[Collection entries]
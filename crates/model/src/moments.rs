//! Moment-condition construction and input checks shared by the estimators.

use ndarray::{Array1, Array2, ArrayView1, ArrayView2, Axis, concatenate, s};
use sintra_math::{kron, outer};
use sintra_primitives::ReturnPanel;

use crate::ModelError;

/// Prepend a column of ones to a factor matrix, forming the instrument
/// set `[1, f_t]` used by every time-series moment block.
pub(crate) fn augment_with_ones(factors: ArrayView2<'_, f64>) -> Array2<f64> {
    let mut out = Array2::ones((factors.nrows(), factors.ncols() + 1));
    out.slice_mut(s![.., 1..]).assign(&factors);
    out
}

/// Per-period products of every instrument with every portfolio residual.
///
/// Column `i * width + j` holds `instruments[:, j] * residuals[:, i]`, so
/// each portfolio owns one contiguous block of instrument moments.
pub(crate) fn instrument_residual_products(
    instruments: ArrayView2<'_, f64>,
    residuals: ArrayView2<'_, f64>,
) -> Array2<f64> {
    let width = instruments.ncols();
    Array2::from_shape_fn((instruments.nrows(), residuals.ncols() * width), |(t, m)| {
        instruments[[t, m % width]] * residuals[[t, m / width]]
    })
}

pub(crate) fn validate_panels(
    portfolios: &ReturnPanel,
    factors: &ReturnPanel,
) -> Result<(), ModelError> {
    if portfolios.width() == 0 || factors.width() == 0 {
        return Err(ModelError::InvalidConfig(
            "portfolios and factors must each contain at least one series".to_string(),
        ));
    }
    if portfolios.nobs() != factors.nobs() {
        return Err(ModelError::DimensionMismatch {
            expected: portfolios.nobs(),
            actual: factors.nobs(),
            context: "factor observations".to_string(),
        });
    }
    // The time-series pass regresses on an intercept plus every factor.
    let required = factors.width() + 2;
    if portfolios.nobs() < required {
        return Err(ModelError::InsufficientData { required, actual: portfolios.nobs() });
    }
    Ok(())
}

/// GMM moment matrix at a flat parameter vector.
///
/// The parameter layout is `[betas (N*K, row-major), lambda (K, preceded
/// by a risk-free slot when returns are not excess), mu (K)]`. Each row
/// of the result holds one period's realized moments: the instrument
/// products of the pricing residual for every portfolio, followed by the
/// demeaned factors.
pub(crate) fn gmm_moments(
    params: &[f64],
    portfolios: ArrayView2<'_, f64>,
    factors: ArrayView2<'_, f64>,
    excess_returns: bool,
) -> Array2<f64> {
    let nrf = usize::from(!excess_returns);
    let n = portfolios.ncols();
    let k = factors.ncols();
    let s1 = n * k;
    let s2 = s1 + k + nrf;
    debug_assert_eq!(params.len(), s2 + k);

    let betas = Array2::from_shape_fn((n, k), |(i, j)| params[i * k + j]);
    let lam = ArrayView1::from(&params[s1..s2]);
    let mu = ArrayView1::from(&params[s2..]);

    let lam_factors = lam.slice(s![nrf..]);
    let riskfree = if excess_returns { 0.0 } else { lam[0] };
    let expected: Array1<f64> = (0..n).map(|i| riskfree + betas.row(i).dot(&lam_factors)).collect();

    let fe = &factors - &mu;
    let mut eps = &portfolios - &fe.dot(&betas.t());
    eps -= &expected;

    let instruments = augment_with_ones(factors);
    concatenate![Axis(1), instrument_residual_products(instruments.view(), eps.view()), fe]
}

/// GMM objective `nobs * mean(g)' W mean(g)` at a flat parameter vector.
pub(crate) fn gmm_objective(
    params: &[f64],
    portfolios: ArrayView2<'_, f64>,
    factors: ArrayView2<'_, f64>,
    excess_returns: bool,
    weight: &Array2<f64>,
) -> f64 {
    let g = gmm_moments(params, portfolios, factors, excess_returns);
    let nobs = g.nrows() as f64;
    let gbar = g.sum_axis(Axis(0)) / nobs;
    nobs * gbar.dot(weight).dot(&gbar)
}

/// Analytic derivative of the mean GMM moments with respect to the flat
/// parameter vector, used only for the final covariance sandwich.
///
/// Block structure: `I_N (x) (instruments' (f - mu' + lambda') / nobs)`
/// for the beta columns, per-portfolio outer products of the mean
/// instrument with the (augmented) loading row for the lambda and mu
/// columns, and an identity block for the demeaned-factor rows.
pub(crate) fn gmm_jacobian(
    params: &[f64],
    factors: ArrayView2<'_, f64>,
    n_portfolios: usize,
    excess_returns: bool,
) -> Array2<f64> {
    let nrf = usize::from(!excess_returns);
    let (nobs, k) = factors.dim();
    let n = n_portfolios;
    let s1 = n * k;
    let s2 = s1 + k + nrf;
    let n_params = s2 + k;
    let n_moments = n * (k + 1) + k;
    debug_assert_eq!(params.len(), n_params);

    let betas = Array2::from_shape_fn((n, k), |(i, j)| params[i * k + j]);
    let lam = ArrayView1::from(&params[s1..s2]);
    let mu = ArrayView1::from(&params[s2..]);
    let lam_factors = lam.slice(s![nrf..]);

    let instruments = augment_with_ones(factors);
    let shift = &lam_factors - &mu;
    let shifted = &factors + &shift;
    let fef = instruments.t().dot(&shifted) / nobs as f64;

    let mut jac = Array2::zeros((n_moments, n_params));
    jac.slice_mut(s![..n * (k + 1), ..s1]).assign(&kron(&Array2::eye(n), &fef));

    let favg = instruments.sum_axis(Axis(0)) / nobs as f64;
    for i in 0..n {
        let loadings = if excess_returns {
            betas.row(i).to_owned()
        } else {
            let mut padded = Array1::ones(k + 1);
            padded.slice_mut(s![1..]).assign(&betas.row(i));
            padded
        };
        jac.slice_mut(s![i * (k + 1)..(i + 1) * (k + 1), s1..s2])
            .assign(&outer(favg.view(), loadings.view()));
        jac.slice_mut(s![i * (k + 1)..(i + 1) * (k + 1), s2..])
            .assign(&(-outer(favg.view(), betas.row(i))));
    }
    jac.slice_mut(s![n_moments - k.., n_params - k..]).assign(&Array2::eye(k));

    jac
}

Work request> Would you please copy every line in the data that contains the word "used"?

Answer space>
/// set `[1, f_t]` used by every time-series moment block.
/// parameter vector, used only for the final covariance sandwich.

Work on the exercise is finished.